== Task brief ==
In full and without deviation, write out the entries that follow.

____ Provided records

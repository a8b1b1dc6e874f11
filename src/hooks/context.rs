use yew::prelude::*;

use crate::motion::registry::ObserverRegistry;

/// Page-scoped motion settings handed to every section.
#[derive(Clone, Debug, PartialEq)]
pub struct MotionContext {
    /// False when the browser asked for reduced motion or cannot animate.
    /// Everything then renders in its final state.
    pub animate: bool,
    pub registry: ObserverRegistry,
}

impl MotionContext {
    pub fn new(animate: bool) -> Self {
        Self {
            animate,
            registry: ObserverRegistry::new(),
        }
    }

    /// What a section sees when rendered outside a page: no animation, so
    /// nothing stays hidden.
    pub fn still() -> Self {
        Self::new(false)
    }
}

#[hook]
pub fn use_motion() -> MotionContext {
    use_context::<MotionContext>().unwrap_or_else(MotionContext::still)
}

________

== The answer ==
repository a8b1b1dc6e874f11
filename src/hooks/context.rs
use yew::prelude::*;

use crate::motion::registry::ObserverRegistry;

/// Page-scoped motion settings handed to every section.
#[derive(Clone, Debug, PartialEq)]
pub struct MotionContext {
    /// False when the browser asked for reduced motion or cannot animate.
    /// Everything then renders in its final state.
    pub animate: bool,
    pub registry: ObserverRegistry,
}

impl MotionContext {
    pub fn new(animate: bool) -> Self {
        Self {
            animate,
            registry: ObserverRegistry::new(),
        }
    }

    /// What a section sees when rendered outside a page: no animation, so
    /// nothing stays hidden.
    pub fn still() -> Self {
        Self::new(false)
    }
}

#[hook]
pub fn use_motion() -> MotionContext {
    use_context::<MotionContext>().unwrap_or_else(MotionContext::still)
}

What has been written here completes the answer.